Testing of a 15,000 square foot (1395 m2) area was completed over the course of eight mobilizations. During testing, the consulting firm detected an excessive number of pinhole breaches in the installation of the membrane on vertical surfaces. Some of the breaches were large enough to be visually observed without ELD, while others were much smaller (approximately the size of a pencil tip) and required the use of ELD for detection. It was determined that the cause of the pinholes on the vertical surfaces was due to the irregular surface of the formed concrete substrate. To correct this deficiency at locations where the waterproofing membrane had already been installed, an expensive and time consuming retroactive application of repair sealant was applied on the waterproofed vertical surfaces. Once the sealant had cured, the vertical areas were retested using ELD and confirmed to be watertight. To prevent similar pinholing at future locations, a pre-treatment of the concrete surface with extra waterproofing material or repair sealant was implemented to create a smooth surface for the waterproofing application.
In addition to pinholes, a material thickness deficiency at the transition from vertical to horizontal surfaces was detected utilizing ELD during the first two (of eight) testing zones. This information was relayed to the waterproofing contractor, and a thicker application was installed in these and the remaining zones.
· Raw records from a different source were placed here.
//! Cache Statistics Module
//!
//! Tracks memory-tier metrics including hits, misses, evictions and expiries.

use std::sync::atomic::{AtomicU64, Ordering};

use serde::Serialize;

// == Cache Stats ==
/// Point-in-time snapshot of memory-tier metrics.
#[derive(Debug, Clone, Default, PartialEq, Serialize)]
pub struct CacheStats {
    /// Number of successful memory lookups
    pub hits: u64,
    /// Number of failed memory lookups
    pub misses: u64,
    /// Number of entries evicted by capacity limits or resizing
    pub evictions: u64,
    /// Number of entries removed by the expiry sweep
    pub expired: u64,
    /// Current number of entries in the cache
    pub total_entries: usize,
}

impl CacheStats {
    // == Hit Rate ==
    /// Calculates the cache hit rate.
    ///
    /// Returns hits / (hits + misses), or 0.0 if no requests have been made.
    pub fn hit_rate(&self) -> f64 {
        let total = self.hits + self.misses;
        if total == 0 {
            0.0
        } else {
            self.hits as f64 / total as f64
        }
    }
}

// == Stats Recorder ==
/// Lock-free counters shared by every shard of a memory cache.
#[derive(Debug, Default)]
pub struct StatsRecorder {
    hits: AtomicU64,
    misses: AtomicU64,
    evictions: AtomicU64,
    expired: AtomicU64,
}

impl StatsRecorder {
    pub fn new() -> Self {
        Self::default()
    }

    pub fn record_hit(&self) {
        self.hits.fetch_add(1, Ordering::Relaxed);
    }

    pub fn record_miss(&self) {
        self.misses.fetch_add(1, Ordering::Relaxed);
    }

    /// Records a lookup outcome.
    pub fn record_lookup(&self, hit: bool) {
        if hit {
            self.record_hit();
        } else {
            self.record_miss();
        }
    }

    pub fn record_evictions(&self, count: usize) {
        self.evictions.fetch_add(count as u64, Ordering::Relaxed);
    }

    pub fn record_expired(&self, count: usize) {
        self.expired.fetch_add(count as u64, Ordering::Relaxed);
    }

    /// Takes a snapshot with the given entry count.
    pub fn snapshot(&self, total_entries: usize) -> CacheStats {
        CacheStats {
            hits: self.hits.load(Ordering::Relaxed),
            misses: self.misses.load(Ordering::Relaxed),
            evictions: self.evictions.load(Ordering::Relaxed),
            expired: self.expired.load(Ordering::Relaxed),
            total_entries,
        }
    }
}

// == Unit Tests ==
#[cfg(test)]
mod tests {
    use super::*;

    #[test]
    fn test_stats_new() {
        let stats = StatsRecorder::new().snapshot(0);
        assert_eq!(stats, CacheStats::default());
    }

    #[test]
    fn test_hit_rate_no_requests() {
        let stats = CacheStats::default();
        assert_eq!(stats.hit_rate(), 0.0);
    }

    #[test]
    fn test_hit_rate_all_hits() {
        let recorder = StatsRecorder::new();
        recorder.record_hit();
        recorder.record_hit();
        recorder.record_hit();
        assert_eq!(recorder.snapshot(0).hit_rate(), 1.0);
    }

    #[test]
    fn test_hit_rate_mixed() {
        let recorder = StatsRecorder::new();
        recorder.record_lookup(true);
        recorder.record_lookup(false);
        assert_eq!(recorder.snapshot(0).hit_rate(), 0.5);
    }

    #[test]
    fn test_record_evictions_and_expired() {
        let recorder = StatsRecorder::new();
        recorder.record_evictions(2);
        recorder.record_evictions(1);
        recorder.record_expired(4);

        let stats = recorder.snapshot(42);
        assert_eq!(stats.evictions, 3);
        assert_eq!(stats.expired, 4);
        assert_eq!(stats.total_entries, 42);
    }

    #[test]
    fn test_stats_serialize() {
        let stats = CacheStats {
            hits: 1,
            ..CacheStats::default()
        };
        let json = serde_json::to_value(&stats).unwrap();
        assert_eq!(json["hits"], 1);
        assert_eq!(json["total_entries"], 0);
    }
}
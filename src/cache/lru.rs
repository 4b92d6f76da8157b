//! Eviction List Module
//!
//! Ordered entry storage used to decide eviction order inside a shard.

use crate::cache::CacheEntry;

#[derive(Debug)]
struct Node<V> {
    entry: CacheEntry<V>,
    /// Neighbour toward the front
    prev: Option<usize>,
    /// Neighbour toward the back
    next: Option<usize>,
}

// == Eviction List ==
/// Doubly linked list of entries stored in a slot vector.
///
/// - Front = most eligible for retention
/// - Back = next to be evicted
///
/// Handles are slot indices. A handle stays valid until its entry is removed;
/// freed slots are recycled for later inserts.
#[derive(Debug)]
pub struct EvictionList<V> {
    slots: Vec<Option<Node<V>>>,
    free: Vec<usize>,
    front: Option<usize>,
    back: Option<usize>,
    len: usize,
}

impl<V> Default for EvictionList<V> {
    fn default() -> Self {
        Self::new()
    }
}

impl<V> EvictionList<V> {
    // == Constructor ==
    /// Creates a new empty list.
    pub fn new() -> Self {
        Self {
            slots: Vec::new(),
            free: Vec::new(),
            front: None,
            back: None,
            len: 0,
        }
    }

    pub fn len(&self) -> usize {
        self.len
    }

    pub fn is_empty(&self) -> bool {
        self.len == 0
    }

    pub fn front(&self) -> Option<usize> {
        self.front
    }

    pub fn back(&self) -> Option<usize> {
        self.back
    }

    /// Returns the entry behind a handle.
    pub fn get(&self, handle: usize) -> Option<&CacheEntry<V>> {
        self.node(handle).map(|node| &node.entry)
    }

    pub fn get_mut(&mut self, handle: usize) -> Option<&mut CacheEntry<V>> {
        self.slots
            .get_mut(handle)
            .and_then(Option::as_mut)
            .map(|node| &mut node.entry)
    }

    // == Insertion ==
    /// Inserts an entry at the front.
    pub fn push_front(&mut self, entry: CacheEntry<V>) -> usize {
        let handle = self.alloc(entry);
        self.link_front(handle);
        handle
    }

    /// Inserts an entry at the back.
    pub fn push_back(&mut self, entry: CacheEntry<V>) -> usize {
        let handle = self.alloc(entry);
        self.link_back(handle);
        handle
    }

    /// Inserts an entry so that exactly `offset` entries sit behind it.
    ///
    /// An offset of zero appends at the back; an offset at or beyond the
    /// current length inserts at the front.
    pub fn insert_from_back(&mut self, entry: CacheEntry<V>, offset: usize) -> usize {
        if offset == 0 {
            return self.push_back(entry);
        }
        if offset >= self.len {
            return self.push_front(entry);
        }

        let mut anchor = self.back;
        for _ in 1..offset {
            anchor = anchor.and_then(|h| self.node(h)).and_then(|n| n.prev);
        }

        let handle = self.alloc(entry);
        match anchor {
            Some(anchor) => self.link_before(handle, anchor),
            None => self.link_front(handle),
        }
        handle
    }

    // == Reordering ==
    /// Moves an entry to the front.
    pub fn move_to_front(&mut self, handle: usize) {
        if self.front == Some(handle) || self.node(handle).is_none() {
            return;
        }
        self.unlink(handle);
        self.link_front(handle);
    }

    // == Removal ==
    /// Removes an entry by handle.
    pub fn remove(&mut self, handle: usize) -> Option<CacheEntry<V>> {
        self.node(handle)?;
        self.unlink(handle);
        let node = self.slots.get_mut(handle).and_then(Option::take)?;
        self.free.push(handle);
        self.len -= 1;
        Some(node.entry)
    }

    /// Removes and returns the entry at the back.
    pub fn pop_back(&mut self) -> Option<CacheEntry<V>> {
        let back = self.back?;
        self.remove(back)
    }

    /// Removes every entry, returning them back to front.
    pub fn drain(&mut self) -> Vec<CacheEntry<V>> {
        let mut drained = Vec::with_capacity(self.len);
        while let Some(entry) = self.pop_back() {
            drained.push(entry);
        }
        self.slots.clear();
        self.free.clear();
        drained
    }

    // == Iteration ==
    /// Iterates entries from the back (next to evict) to the front.
    pub fn iter_from_back(&self) -> impl Iterator<Item = &CacheEntry<V>> + '_ {
        let mut cursor = self.back;
        std::iter::from_fn(move || {
            let node = self.node(cursor?)?;
            cursor = node.prev;
            Some(&node.entry)
        })
    }

    // == Internal Linking ==
    fn node(&self, handle: usize) -> Option<&Node<V>> {
        self.slots.get(handle).and_then(Option::as_ref)
    }

    fn node_mut(&mut self, handle: usize) -> Option<&mut Node<V>> {
        self.slots.get_mut(handle).and_then(Option::as_mut)
    }

    fn alloc(&mut self, entry: CacheEntry<V>) -> usize {
        let node = Node {
            entry,
            prev: None,
            next: None,
        };
        self.len += 1;
        match self.free.pop() {
            Some(handle) => {
                self.slots[handle] = Some(node);
                handle
            }
            None => {
                self.slots.push(Some(node));
                self.slots.len() - 1
            }
        }
    }

    fn set_prev(&mut self, handle: usize, prev: Option<usize>) {
        if let Some(node) = self.node_mut(handle) {
            node.prev = prev;
        }
    }

    fn set_next(&mut self, handle: usize, next: Option<usize>) {
        if let Some(node) = self.node_mut(handle) {
            node.next = next;
        }
    }

    fn unlink(&mut self, handle: usize) {
        let (prev, next) = match self.node(handle) {
            Some(node) => (node.prev, node.next),
            None => return,
        };
        match prev {
            Some(p) => self.set_next(p, next),
            None => self.front = next,
        }
        match next {
            Some(n) => self.set_prev(n, prev),
            None => self.back = prev,
        }
        self.set_prev(handle, None);
        self.set_next(handle, None);
    }

    fn link_front(&mut self, handle: usize) {
        let old_front = self.front;
        self.set_prev(handle, None);
        self.set_next(handle, old_front);
        match old_front {
            Some(f) => self.set_prev(f, Some(handle)),
            None => self.back = Some(handle),
        }
        self.front = Some(handle);
    }

    fn link_back(&mut self, handle: usize) {
        let old_back = self.back;
        self.set_next(handle, None);
        self.set_prev(handle, old_back);
        match old_back {
            Some(b) => self.set_next(b, Some(handle)),
            None => self.front = Some(handle),
        }
        self.back = Some(handle);
    }

    fn link_before(&mut self, handle: usize, anchor: usize) {
        let anchor_prev = self.node(anchor).and_then(|n| n.prev);
        self.set_prev(handle, anchor_prev);
        self.set_next(handle, Some(anchor));
        match anchor_prev {
            Some(p) => self.set_next(p, Some(handle)),
            None => self.front = Some(handle),
        }
        self.set_prev(anchor, Some(handle));
    }
}
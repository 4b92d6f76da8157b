//! Coalescing Group
//!
//! Runs at most one fetch per key at a time and hands its result to every
//! caller that asked for the same key while it was in flight.

use std::collections::HashMap;
use std::fmt;
use std::future::Future;

use parking_lot::Mutex;
use tokio::sync::watch;
use tracing::debug;

/// In-flight fetch: a generation id plus the channel its result lands on.
struct Call<T> {
    id: u64,
    result: watch::Receiver<Option<T>>,
}

struct Calls<T> {
    next_id: u64,
    in_flight: HashMap<String, Call<T>>,
}

enum Role<T> {
    Leader(u64, watch::Sender<Option<T>>),
    Waiter(watch::Receiver<Option<T>>),
}

// == Group ==
/// Single-flight de-duplication keyed by string.
///
/// The first caller for a key becomes the leader and runs the fetch; callers
/// arriving while it runs wait for and clone the leader's result. Once the
/// result is published the key is cleared, so the next call fetches afresh.
/// If the leader is dropped before finishing, its waiters retry and one of
/// them takes over.
pub struct Group<T> {
    calls: Mutex<Calls<T>>,
}

impl<T> Default for Group<T> {
    fn default() -> Self {
        Self {
            calls: Mutex::new(Calls {
                next_id: 0,
                in_flight: HashMap::new(),
            }),
        }
    }
}

impl<T> fmt::Debug for Group<T> {
    fn fmt(&self, f: &mut fmt::Formatter<'_>) -> fmt::Result {
        f.debug_struct("Group")
            .field("in_flight", &self.calls.lock().in_flight.len())
            .finish()
    }
}

impl<T> Group<T>
where
    T: Clone + Send + Sync,
{
    pub fn new() -> Self {
        Self::default()
    }

    /// Runs `fetch` for `key` unless a fetch for it is already in flight, in
    /// which case the in-flight result is awaited and returned instead.
    ///
    /// Waiting never times out; `fetch` owns its own deadlines.
    pub async fn run<F, Fut>(&self, key: &str, fetch: F) -> T
    where
        F: FnOnce() -> Fut,
        Fut: Future<Output = T>,
    {
        let (id, sender) = loop {
            match self.join(key) {
                Role::Leader(id, sender) => break (id, sender),
                Role::Waiter(mut receiver) => {
                    debug!(key, "joining in-flight fetch");
                    let published = match receiver.wait_for(Option::is_some).await {
                        Ok(value) => (*value).clone(),
                        Err(_) => None,
                    };
                    if let Some(result) = published {
                        return result;
                    }
                    debug!(key, "in-flight fetch abandoned, retrying");
                }
            }
        };

        let guard = InFlightGuard {
            group: self,
            key,
            id,
        };
        let result = fetch().await;
        guard.finish(sender, result.clone());
        result
    }

    /// Number of keys with a fetch in flight.
    pub fn in_flight(&self) -> usize {
        self.calls.lock().in_flight.len()
    }

    fn join(&self, key: &str) -> Role<T> {
        let mut calls = self.calls.lock();
        if let Some(call) = calls.in_flight.get(key) {
            return Role::Waiter(call.result.clone());
        }

        calls.next_id += 1;
        let id = calls.next_id;
        let (sender, receiver) = watch::channel(None);
        calls.in_flight.insert(
            key.to_string(),
            Call {
                id,
                result: receiver,
            },
        );
        Role::Leader(id, sender)
    }

    fn forget(&self, key: &str, id: u64) {
        let mut calls = self.calls.lock();
        if calls.in_flight.get(key).map_or(false, |call| call.id == id) {
            calls.in_flight.remove(key);
        }
    }
}

/// Clears the leader's in-flight slot even if the leader future is dropped
/// mid-fetch.
struct InFlightGuard<'a, T: Clone + Send + Sync> {
    group: &'a Group<T>,
    key: &'a str,
    id: u64,
}

impl<T: Clone + Send + Sync> InFlightGuard<'_, T> {
    fn finish(self, sender: watch::Sender<Option<T>>, result: T) {
        self.group.forget(self.key, self.id);
        sender.send_replace(Some(result));
    }
}

impl<T: Clone + Send + Sync> Drop for InFlightGuard<'_, T> {
    fn drop(&mut self) {
        self.group.forget(self.key, self.id);
    }
}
Breaches in the field of the membrane were identified with ELD, repaired and retested during each of the eight mobilizations. Breaches were up to approximately 1/16 inch (1.6 mm) in diameter. In some cases the breaches were detected at locations where a protection board had already been installed. The contractors were able to expose the breaches (where covered) and patch the waterproofing membrane while testing was ongoing at other locations. The repaired areas were retested prior to leaving the site.
Conclusions
As with most things, there is not a “one-size-fits-all” testing method. The unique project-specific conditions should be carefully evaluated to determine the most appropriate integrity testing method. If it suits the project, ELD is a rapid and precise testing method to ensure a quality waterproofing application has been installed before it is covered. ELD is gaining popularity in the roofing and waterproofing industry for its ability to minimize the risk of costly repairs to damaged materials from construction activity or deficient installation after construction has been completed. Like any type of specialized testing, proper training of the testing technicians and engineers is critical to ensure reliable results. Due to the complexity and variety of construction today, it is important that the technicians and engineers understand the principles of the testing procedures so adjustments can be made for unique field conditions.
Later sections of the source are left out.